Authors: Susan Napier
She sighed with a strange contentment. ‘Steve said the three of you don’t get together very often any more,’ she said, unlocking the front door. A lot of Oyster Beach people didn’t bother to lock their doors, at least in the off-season, she had been told, but Kate’s cautionary habits were too deeply ingrained.
‘No, but when we do it’s always as if we only saw each other yesterday. The group dynamics are such we can just pick up where we left off. Some friendships are like that.’
‘That’s what we do, too, isn’t it? Pick up where we left off,’ she said, turning in the doorway. But not any more, she thought wistfully.

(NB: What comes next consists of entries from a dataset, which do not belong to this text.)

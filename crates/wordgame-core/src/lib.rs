//! wordgame-core — adaptive weighting and sampling for a bilingual flashcard trainer.
//!
//! The crate loads a frequency-annotated lexicon and an append-only answer
//! history, turns them into a probability distribution over words, and draws
//! the next question from it. Front ends talk to it through [`session::Session`].

pub mod config;
pub mod error;
mod jsonl;
pub mod history;
pub mod lexicon;
pub mod model;
pub mod sampler;
pub mod session;
pub mod statistics;
pub mod weights;

pub use error::{Result, WordGameError};
pub use history::HistoryLog;
pub use lexicon::Lexicon;
pub use model::{AnswerEvent, Direction, WordEntry};
pub use sampler::Sampler;
pub use session::{Command, Presenter, Prompt, Session, SessionState};
pub use weights::{compute_distribution, Decay, Distribution};
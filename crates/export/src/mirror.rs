//! Mirrors a course's folder tree to disk
use anyhow::{Context, Result};
use camino::{Utf8Component, Utf8Path, Utf8PathBuf};
use log::{debug, info, warn};
use std::{
    fmt,
    fs::File,
    io,
    ops::AddAssign,
};
use studip_client::{files::FileRef, folders::Folder, Client, Fetched, Transport};

/// Where a folder sits, relative to its course's root folder
#[derive(Debug, Clone, Default, PartialEq, Eq)]
pub struct FolderPath(Vec<String>);

impl FolderPath {
    pub fn root() -> Self {
        Self::default()
    }

    /// The path of a child folder called `name`
    pub fn join(&self, name: &str) -> Self {
        let mut segments = self.0.clone();
        segments.push(name.to_string());
        Self(segments)
    }

    /// Resolve this path under `base`. The result never leaves `base`.
    pub fn under(&self, base: &Utf8Path) -> Utf8PathBuf {
        let mut path = base.to_owned();
        for segment in self.0.iter() {
            push_relative(&mut path, segment);
        }
        path
    }
}

/// Push `name` onto `path`, keeping only its plain components.
///
/// Names are used verbatim, so a `/` inside one still makes extra directories, but roots,
/// drive prefixes and `..` are dropped. Returns false if nothing was left to push.
fn push_relative(path: &mut Utf8PathBuf, name: &str) -> bool {
    let mut pushed = false;
    for component in Utf8Path::new(name).components() {
        if let Utf8Component::Normal(c) = component {
            path.push(c);
            pushed = true;
        }
    }
    pushed
}

impl fmt::Display for FolderPath {
    fn fmt(&self, f: &mut fmt::Formatter<'_>) -> fmt::Result {
        write!(f, "/{}", self.0.join("/"))
    }
}

/// Make a semester or course title safe to use as a single directory name
pub fn sanitise(title: &str) -> String {
    title.replace('/', "_")
}

/// What happened while mirroring a course
#[derive(Debug, Default, Clone, Copy, PartialEq, Eq)]
pub struct MirrorStats {
    pub files: usize,
    pub bytes: u64,
    /// Folders whose files or subfolders we couldn't list
    pub skipped_listings: usize,
    /// Files we couldn't download
    pub skipped_files: usize,
}

impl AddAssign for MirrorStats {
    fn add_assign(&mut self, other: Self) {
        self.files += other.files;
        self.bytes += other.bytes;
        self.skipped_listings += other.skipped_listings;
        self.skipped_files += other.skipped_files;
    }
}

/// Downloads every file of one course into `<output>/<semester>/<course>/`
pub struct Mirror<'a, T> {
    client: &'a Client<T>,
    dest: Utf8PathBuf,
    stats: MirrorStats,
}

impl<'a, T: Transport> Mirror<'a, T> {
    pub fn new(client: &'a Client<T>, output: &Utf8Path, semester: &str, course: &str) -> Self {
        Self {
            client,
            dest: output.join(sanitise(semester)).join(sanitise(course)),
            stats: MirrorStats::default(),
        }
    }

    /// Mirror the course with the given ID. Courses without a file area are skipped.
    pub fn run(mut self, course_id: &str) -> Result<MirrorStats> {
        let Some(root) = self.client.root_folder(course_id)? else {
            info!("course {} has no root folder, skipping", course_id);
            return Ok(self.stats);
        };

        self.folder(&root, FolderPath::root())?;

        Ok(self.stats)
    }

    fn folder(&mut self, folder: &Folder, path: FolderPath) -> Result<()> {
        match self.client.file_refs(&folder.id)? {
            Fetched::Data(refs) => {
                for file in refs.iter() {
                    self.file(file, &path)?;
                }
            }
            Fetched::NotFound => {
                debug!("can't list files in {} ({})", path, folder.id);
                self.stats.skipped_listings += 1;
            }
            Fetched::Failed(e) => {
                warn!("can't list files in {} ({}): {}", path, folder.id, e);
                self.stats.skipped_listings += 1;
            }
        }

        match self.client.subfolders(&folder.id)? {
            Fetched::Data(children) => {
                for child in children.iter() {
                    self.folder(child, path.join(child.name()))?;
                }
            }
            Fetched::NotFound => {
                debug!("can't list subfolders of {} ({})", path, folder.id);
                self.stats.skipped_listings += 1;
            }
            Fetched::Failed(e) => {
                warn!("can't list subfolders of {} ({}): {}", path, folder.id, e);
                self.stats.skipped_listings += 1;
            }
        }

        Ok(())
    }

    fn file(&mut self, file: &FileRef, path: &FolderPath) -> Result<()> {
        let dir = path.under(&self.dest);
        let mut dest = dir.clone();
        if !push_relative(&mut dest, file.name()) {
            warn!("{:?} in {} isn't a usable file name, skipping", file.name(), path);
            self.stats.skipped_files += 1;
            return Ok(());
        }

        let mut body = match self.client.file_content(&file.id) {
            Fetched::Data(b) => b,
            Fetched::NotFound => {
                warn!("{} in {} has no content, skipping", file.name(), path);
                self.stats.skipped_files += 1;
                return Ok(());
            }
            Fetched::Failed(e) => {
                warn!("couldn't download {} in {}: {}", file.name(), path, e);
                self.stats.skipped_files += 1;
                return Ok(());
            }
        };

        let parent = dest.parent().unwrap_or(dir.as_path());
        std::fs::create_dir_all(parent).with_context(|| format!("error creating {}", parent))?;

        let mut out = File::create(&dest).with_context(|| format!("error creating {}", dest))?;
        let bytes = io::copy(&mut body, &mut out).with_context(|| format!("error writing {}", dest))?;
        debug!("downloaded {} ({} bytes)", dest, bytes);

        self.stats.files += 1;
        self.stats.bytes += bytes;

        Ok(())
    }
}
//! An in-memory [`Transport`], serving canned responses by route
use serde_json::{json, Value};
use std::{
    cell::RefCell,
    collections::HashMap,
    io::{Cursor, Read},
};

use crate::{Error, Fetched, Page, Result, Transport};

/// Serves registered JSON documents and file bodies; anything else is a 404.
///
/// Collections registered with [`MockTransport::with_data`] are sliced by the requested page,
/// and get a `meta.page.total` like the real API.
#[derive(Debug, Default)]
pub struct MockTransport {
    documents: HashMap<String, Value>,
    bodies: HashMap<String, String>,
    contents: HashMap<String, Vec<u8>>,
    statuses: HashMap<String, u16>,
    requests: RefCell<Vec<(String, Option<Page>)>>,
}

impl MockTransport {
    pub fn new() -> Self {
        Self::default()
    }

    /// Serve a whole response document at `route`
    pub fn with_document(mut self, route: impl Into<String>, doc: Value) -> Self {
        self.documents.insert(route.into(), doc);
        self
    }

    /// Serve `{"data": data}` at `route`
    pub fn with_data(self, route: impl Into<String>, data: Value) -> Self {
        self.with_document(route, json!({ "data": data }))
    }

    /// Serve a raw body, which must still parse as JSON, at `route`
    pub fn with_body(mut self, route: impl Into<String>, body: impl Into<String>) -> Self {
        self.bodies.insert(route.into(), body.into());
        self
    }

    /// Serve a binary body at `route`
    pub fn with_content(mut self, route: impl Into<String>, body: impl Into<Vec<u8>>) -> Self {
        self.contents.insert(route.into(), body.into());
        self
    }

    /// Answer `route` with the given HTTP status
    pub fn with_status(mut self, route: impl Into<String>, status: u16) -> Self {
        self.statuses.insert(route.into(), status);
        self
    }

    /// Every request made so far, in order
    pub fn requests(&self) -> Vec<(String, Option<Page>)> {
        self.requests.borrow().clone()
    }
}

fn failed<T>(route: &str, status: u16) -> Fetched<T> {
    match status {
        404 => Fetched::NotFound,
        status => Fetched::Failed(Error::Status {
            route: route.to_string(),
            status,
        }),
    }
}

impl Transport for MockTransport {
    fn get_json(&self, route: &str, page: Option<Page>) -> Result<Fetched<Value>> {
        self.requests.borrow_mut().push((route.to_string(), page));
        if let Some(status) = self.statuses.get(route) {
            return Ok(failed(route, *status));
        }
        let mut doc = match (self.documents.get(route), self.bodies.get(route)) {
            (Some(doc), _) => doc.clone(),
            (None, Some(body)) => serde_json::from_str(body)?,
            (None, None) => return Ok(Fetched::NotFound),
        };

        let total = match (page, doc.get_mut("data")) {
            (Some(page), Some(Value::Array(items))) => {
                let total = items.len();
                *items = items
                    .iter()
                    .skip(page.offset)
                    .take(page.limit)
                    .cloned()
                    .collect();
                Some((page, total))
            }
            _ => None,
        };
        if let Some((page, total)) = total {
            doc["meta"] = json!({
                "page": { "offset": page.offset, "limit": page.limit, "total": total }
            });
        }

        Ok(Fetched::Data(doc))
    }

    fn open(&self, route: &str) -> Fetched<Box<dyn Read>> {
        self.requests.borrow_mut().push((route.to_string(), None));
        if let Some(status) = self.statuses.get(route) {
            return failed(route, *status);
        }

        match self.contents.get(route) {
            Some(body) => Fetched::Data(Box::new(Cursor::new(body.clone()))),
            None => Fetched::NotFound,
        }
    }
}
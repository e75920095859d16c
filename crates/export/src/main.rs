use anyhow::{Context, Result};
use clap::Parser;
use log::info;
use simplelog::{ColorChoice, LevelFilter, TermLogger, TerminalMode};
use studip_client::Client;

use cli::Args;
use config::Config;

mod cli;
mod config;
mod export;
mod mirror;

fn main() -> Result<()> {
    let args = Args::parse();

    TermLogger::init(
        if args.verbose {
            LevelFilter::Debug
        } else {
            LevelFilter::Info
        },
        simplelog::Config::default(),
        TerminalMode::Stderr,
        ColorChoice::Auto,
    )?;

    let config = match &args.config {
        Some(path) => Config::load_from(path)?,
        None => Config::load()?,
    };
    let output = args.output.as_ref().unwrap_or(&config.output_dir);

    let client = Client::connect(&config.base_url, config.credentials())
        .context("error setting up http client")?;

    let stats = export::export_all(&client, output, &args.courses)?;
    info!(
        "done: {} files ({} bytes) written to {}",
        stats.files, stats.bytes, output
    );

    Ok(())
}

‘Aren’t you going to ask me in?’ he suggested softly as she switched on the light and blinked at him like an owl, her silver eyes still hazed with dreams. ‘Offer me a nightcap?’
‘I don’t have any alcohol in the house,’ she said, hypnotised by his slow smile.
‘A coffee, then.’ He reached out and stroked her hair behind her ear, his thumb briefly brushing the lobe. ‘Isn’t that the way the two of us usually end a night out?’
No. They usually ended it in bed, making love. Her eyes dilated with betraying speed, her pink lips parting, her breasts rising and falling against the white cotton shirt.
‘Coffee keeps me awake,’ she croaked.
‘That’s good. Awake is good,’ he murmured, slowly lowering his head, his thighs bumping against hers as he shuffled her back against the wooden panels of the open door. ‘I wouldn’t like you to be asleep when I did this…’
His kiss was warm, soft, sweet and sensuous…a delicate tasting of her resistance, with no aggression to trigger her alarm, just a gentle teasing of her lips, a whisper-soft stroke of his firm, velvety mouth.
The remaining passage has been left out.